» **YOUR GOAL**
Produce an exact copy of the first line of the data below and each line after it, please, up to and including the one with "use tower::ServiceExt;".

» **PROVIDED MATERIAL**
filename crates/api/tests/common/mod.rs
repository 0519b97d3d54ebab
//! Shared helpers for HTTP-level integration tests.
//!
//! Builds the real application router (same middleware stack as `main.rs`)
//! and provides small request helpers driving it via `tower::ServiceExt`.

use std::sync::Arc;

use axum::body::Body;
use axum::http::header::{CONTENT_TYPE, COOKIE, SET_COOKIE};
use axum::http::{Request, Response, StatusCode};
use axum::Router;
use http_body_util::BodyExt;
use sqlx::PgPool;
use tower::ServiceExt;

use thoughts_api::auth::session::SessionConfig;
use thoughts_api::config::ServerConfig;
use thoughts_api::router::build_app_router;
use thoughts_api::state::AppState;

/// Build a test `ServerConfig` with safe defaults.
pub fn test_config() -> ServerConfig {
    ServerConfig {
        host: "127.0.0.1".to_string(),
        port: 0,
        cors_origins: vec!["http://localhost:5173".to_string()],
        request_timeout_secs: 30,
        session: SessionConfig::default(),
    }
}

/// Build the full application router with all middleware layers, using the
/// given database pool.
pub fn build_test_app(pool: PgPool) -> Router {
    let config = test_config();
    let state = AppState {
        pool,
        config: Arc::new(config.clone()),
    };
    build_app_router(state, &config)
}

/// Send a GET request.
pub async fn get(app: Router, uri: &str) -> Response<Body> {
    let request = Request::builder()
        .method("GET")
        .uri(uri)
        .body(Body::empty())
        .expect("request should build");
    app.oneshot(request).await.expect("request should succeed")
}

/// Send a GET request carrying a session cookie.
pub async fn get_with_cookie(app: Router, uri: &str, cookie: &str) -> Response<Body> {
    let request = Request::builder()
        .method("GET")
        .uri(uri)
        .header(COOKIE, cookie)
        .body(Body::empty())
        .expect("request should build");
    app.oneshot(request).await.expect("request should succeed")
}

/// Send a JSON request with the given method.
pub async fn send_json(
    app: Router,
    method: &str,
    uri: &str,
    body: serde_json::Value,
    cookie: Option<&str>,
) -> Response<Body> {
    let mut builder = Request::builder()
        .method(method)
        .uri(uri)
        .header(CONTENT_TYPE, "application/json");
    if let Some(cookie) = cookie {
        builder = builder.header(COOKIE, cookie);
    }
    let request = builder
        .body(Body::from(body.to_string()))
        .expect("request should build");
    app.oneshot(request).await.expect("request should succeed")
}

/// Send a JSON POST request without a session.
pub async fn post_json(app: Router, uri: &str, body: serde_json::Value) -> Response<Body> {
    send_json(app, "POST", uri, body, None).await
}

/// Send a JSON POST request carrying a session cookie.
pub async fn post_json_with_cookie(
    app: Router,
    uri: &str,
    body: serde_json::Value,
    cookie: &str,
) -> Response<Body> {
    send_json(app, "POST", uri, body, Some(cookie)).await
}

/// Send a JSON PUT request carrying a session cookie.
pub async fn put_json_with_cookie(
    app: Router,
    uri: &str,
    body: serde_json::Value,
    cookie: &str,
) -> Response<Body> {
    send_json(app, "PUT", uri, body, Some(cookie)).await
}

/// Send a DELETE request, optionally carrying a session cookie.
pub async fn delete(app: Router, uri: &str, cookie: Option<&str>) -> Response<Body> {
    let mut builder = Request::builder().method("DELETE").uri(uri);
    if let Some(cookie) = cookie {
        builder = builder.header(COOKIE, cookie);
    }
    let request = builder.body(Body::empty()).expect("request should build");
    app.oneshot(request).await.expect("request should succeed")
}

/// Read a response body as JSON.
pub async fn body_json(response: Response<Body>) -> serde_json::Value {
    let bytes = response
        .into_body()
        .collect()
        .await
        .expect("body should collect")
        .to_bytes();
    serde_json::from_slice(&bytes).expect("body should be valid JSON")
}

/// Extract the `name=value` pair of the session cookie from a response's
/// `Set-Cookie` header (attributes stripped).
pub fn session_cookie(response: &Response<Body>) -> String {
    let header = response
        .headers()
        .get(SET_COOKIE)
        .expect("response should set a session cookie")
        .to_str()
        .expect("cookie header should be valid UTF-8");
    header
        .split(';')
        .next()
        .expect("cookie header should have a name=value pair")
        .to_string()
}

/// Register a user through the API and return the session cookie pair plus
/// the created user's id.
pub async fn register_user(
    app: Router,
    username: &str,
    email: &str,
    password: &str,
) -> (String, i64) {
    let body = serde_json::json!({
        "username": username,
        "email": email,
        "password": password,
    });
    let response = post_json(app, "/api/users", body).await;
    assert_eq!(response.status(), StatusCode::CREATED);
    let cookie = session_cookie(&response);
    let json = body_json(response).await;
    let id = json["id"].as_i64().expect("created user should have an id");
    (cookie, id)
}
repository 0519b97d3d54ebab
pub mod password;
pub mod session;
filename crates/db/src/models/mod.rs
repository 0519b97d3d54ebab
//! Domain model structs and DTOs.
//!
//! Each submodule contains:
//! - A `FromRow` entity struct matching the database row
//! - A create DTO for inserts
//! - An update DTO (all `Option` fields) for partial updates
//! - Composed read shapes (joins) where a route needs them

pub mod comment;
pub mod post;
pub mod session;
pub mod user;
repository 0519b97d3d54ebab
//! Repository for the `posts` table, including the composed read shapes
//! used by the feed, single-post, and dashboard views.

use sqlx::PgPool;
use thoughts_core::types::DbId;

use crate::models::post::{CreatePost, Post, PostDetail, PostWithAuthor, UpdatePost};
use crate::repositories::CommentRepo;

/// Column list shared across queries to avoid repetition.
const COLUMNS: &str = "id, title, post_text, user_id, created_at, updated_at";

/// Columns for the author-joined shape; `p`/`u` alias posts and users.
const JOINED_COLUMNS: &str =
    "p.id, p.title, p.post_text, p.user_id, p.created_at, u.username";

/// Provides CRUD operations and composed read queries for posts.
pub struct PostRepo;

impl PostRepo {
    /// Insert a new post, returning the created row.
    pub async fn create(pool: &PgPool, input: &CreatePost) -> Result<Post, sqlx::Error> {
        let query = format!(
            "INSERT INTO posts (title, post_text, user_id)
             VALUES ($1, $2, $3)
             RETURNING {COLUMNS}"
        );
        sqlx::query_as::<_, Post>(&query)
            .bind(&input.title)
            .bind(&input.post_text)
            .bind(input.user_id)
            .fetch_one(pool)
            .await
    }

    /// Find a post by internal ID.
    pub async fn find_by_id(pool: &PgPool, id: DbId) -> Result<Option<Post>, sqlx::Error> {
        let query = format!("SELECT {COLUMNS} FROM posts WHERE id = $1");
        sqlx::query_as::<_, Post>(&query)
            .bind(id)
            .fetch_optional(pool)
            .await
    }

    /// List all posts belonging to one user, newest first.
    pub async fn list_by_user(pool: &PgPool, user_id: DbId) -> Result<Vec<Post>, sqlx::Error> {
        let query = format!(
            "SELECT {COLUMNS} FROM posts WHERE user_id = $1 ORDER BY created_at DESC"
        );
        sqlx::query_as::<_, Post>(&query)
            .bind(user_id)
            .fetch_all(pool)
            .await
    }

    /// Update a post. Only non-`None` fields in `input` are applied.
    ///
    /// Returns `None` if no row with the given `id` exists.
    pub async fn update(
        pool: &PgPool,
        id: DbId,
        input: &UpdatePost,
    ) -> Result<Option<Post>, sqlx::Error> {
        let query = format!(
            "UPDATE posts SET
                title = COALESCE($2, title),
                post_text = COALESCE($3, post_text),
                updated_at = NOW()
             WHERE id = $1
             RETURNING {COLUMNS}"
        );
        sqlx::query_as::<_, Post>(&query)
            .bind(id)
            .bind(&input.title)
            .bind(&input.post_text)
            .fetch_optional(pool)
            .await
    }

    /// Delete a post by ID. Returns `true` if a row was removed.
    pub async fn delete(pool: &PgPool, id: DbId) -> Result<bool, sqlx::Error> {
        let result = sqlx::query("DELETE FROM posts WHERE id = $1")
            .bind(id)
            .execute(pool)
            .await?;
        Ok(result.rows_affected() > 0)
    }

    /// The home feed: every post with its author and comments, ordered by
    /// creation time descending (newest first).
    pub async fn feed(pool: &PgPool) -> Result<Vec<PostDetail>, sqlx::Error> {
        let query = format!(
            "SELECT {JOINED_COLUMNS} FROM posts p
             JOIN users u ON u.id = p.user_id
             ORDER BY p.created_at DESC"
        );
        let posts = sqlx::query_as::<_, PostWithAuthor>(&query)
            .fetch_all(pool)
            .await?;
        Self::attach_comments(pool, posts).await
    }

    /// The dashboard feed: one user's posts with authors and comments,
    /// newest first.
    pub async fn feed_for_user(
        pool: &PgPool,
        user_id: DbId,
    ) -> Result<Vec<PostDetail>, sqlx::Error> {
        let query = format!(
            "SELECT {JOINED_COLUMNS} FROM posts p
             JOIN users u ON u.id = p.user_id
             WHERE p.user_id = $1
             ORDER BY p.created_at DESC"
        );
        let posts = sqlx::query_as::<_, PostWithAuthor>(&query)
            .bind(user_id)
            .fetch_all(pool)
            .await?;
        Self::attach_comments(pool, posts).await
    }

    /// One post with its author and comments, or `None` if absent.
    pub async fn detail(pool: &PgPool, id: DbId) -> Result<Option<PostDetail>, sqlx::Error> {
        let query = format!(
            "SELECT {JOINED_COLUMNS} FROM posts p
             JOIN users u ON u.id = p.user_id
             WHERE p.id = $1"
        );
        let post = sqlx::query_as::<_, PostWithAuthor>(&query)
            .bind(id)
            .fetch_optional(pool)
            .await?;

        match post {
            Some(post) => {
                let mut details = Self::attach_comments(pool, vec![post]).await?;
                Ok(details.pop())
            }
            None => Ok(None),
        }
    }

    /// Load the comments for a batch of posts in one query and zip them onto
    /// their parents, preserving post order.
    async fn attach_comments(
        pool: &PgPool,
        posts: Vec<PostWithAuthor>,
    ) -> Result<Vec<PostDetail>, sqlx::Error> {
        let post_ids: Vec<DbId> = posts.iter().map(|p| p.id).collect();
        let comments = CommentRepo::list_with_authors_for_posts(pool, &post_ids).await?;

        let mut details: Vec<PostDetail> = posts
            .into_iter()
            .map(|post| PostDetail {
                post,
                comments: Vec::new(),
            })
            .collect();

        for comment in comments {
            if let Some(detail) = details.iter_mut().find(|d| d.post.id == comment.post_id) {
                detail.comments.push(comment);
            }
        }

        Ok(details)
    }
}
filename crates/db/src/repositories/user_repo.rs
//! Repository for the `users` table.

use sqlx::PgPool;
use thoughts_core::types::DbId;

use crate::models::user::{CreateUser, UpdateUser, User};

/// Column list shared across queries to avoid repetition.
const COLUMNS: &str = "id, username, email, password_hash, created_at, updated_at";

/// Provides CRUD operations for users.
pub struct UserRepo;

impl UserRepo {
    /// Insert a new user, returning the created row.
    pub async fn create(pool: &PgPool, input: &CreateUser) -> Result<User, sqlx::Error> {
        let query = format!(
            "INSERT INTO users (username, email, password_hash)
             VALUES ($1, $2, $3)
             RETURNING {COLUMNS}"
        );
        sqlx::query_as::<_, User>(&query)
            .bind(&input.username)
            .bind(&input.email)
            .bind(&input.password_hash)
            .fetch_one(pool)
            .await
    }

    /// Find a user by internal ID.
    pub async fn find_by_id(pool: &PgPool, id: DbId) -> Result<Option<User>, sqlx::Error> {
        let query = format!("SELECT {COLUMNS} FROM users WHERE id = $1");
        sqlx::query_as::<_, User>(&query)
            .bind(id)
            .fetch_optional(pool)
            .await
    }

    /// Find a user by email (case-sensitive).
    pub async fn find_by_email(pool: &PgPool, email: &str) -> Result<Option<User>, sqlx::Error> {
        let query = format!("SELECT {COLUMNS} FROM users WHERE email = $1");
        sqlx::query_as::<_, User>(&query)
            .bind(email)
            .fetch_optional(pool)
            .await
    }

    /// List all users in insertion order.
    pub async fn list(pool: &PgPool) -> Result<Vec<User>, sqlx::Error> {
        let query = format!("SELECT {COLUMNS} FROM users ORDER BY id");
        sqlx::query_as::<_, User>(&query).fetch_all(pool).await
    }

    /// Update a user. Only non-`None` fields in `input` are applied.
    ///
    /// Returns `None` if no row with the given `id` exists.
    pub async fn update(
        pool: &PgPool,
        id: DbId,
        input: &UpdateUser,
    ) -> Result<Option<User>, sqlx::Error> {
        let query = format!(
            "UPDATE users SET
                username = COALESCE($2, username),
                email = COALESCE($3, email),
                password_hash = COALESCE($4, password_hash),
                updated_at = NOW()
             WHERE id = $1
             RETURNING {COLUMNS}"
        );
        sqlx::query_as::<_, User>(&query)
            .bind(id)
            .bind(&input.username)
            .bind(&input.email)
            .bind(&input.password_hash)
            .fetch_optional(pool)
            .await
    }

    /// Delete a user by ID. Returns `true` if a row was removed.
    ///
    /// Posts, comments, and sessions belonging to the user are removed by
    /// `ON DELETE CASCADE`.
    pub async fn delete(pool: &PgPool, id: DbId) -> Result<bool, sqlx::Error> {
        let result = sqlx::query("DELETE FROM users WHERE id = $1")
            .bind(id)
            .execute(pool)
            .await?;
        Ok(result.rows_affected() > 0)
    }
}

» **RESULT FOR THIS TASK**
filename crates/api/tests/common/mod.rs
repository 0519b97d3d54ebab
//! Shared helpers for HTTP-level integration tests.
//!
//! Builds the real application router (same middleware stack as `main.rs`)
//! and provides small request helpers driving it via `tower::ServiceExt`.

use std::sync::Arc;

use axum::body::Body;
use axum::http::header::{CONTENT_TYPE, COOKIE, SET_COOKIE};
use axum::http::{Request, Response, StatusCode};
use axum::Router;
use http_body_util::BodyExt;
use sqlx::PgPool;
use tower::ServiceExt;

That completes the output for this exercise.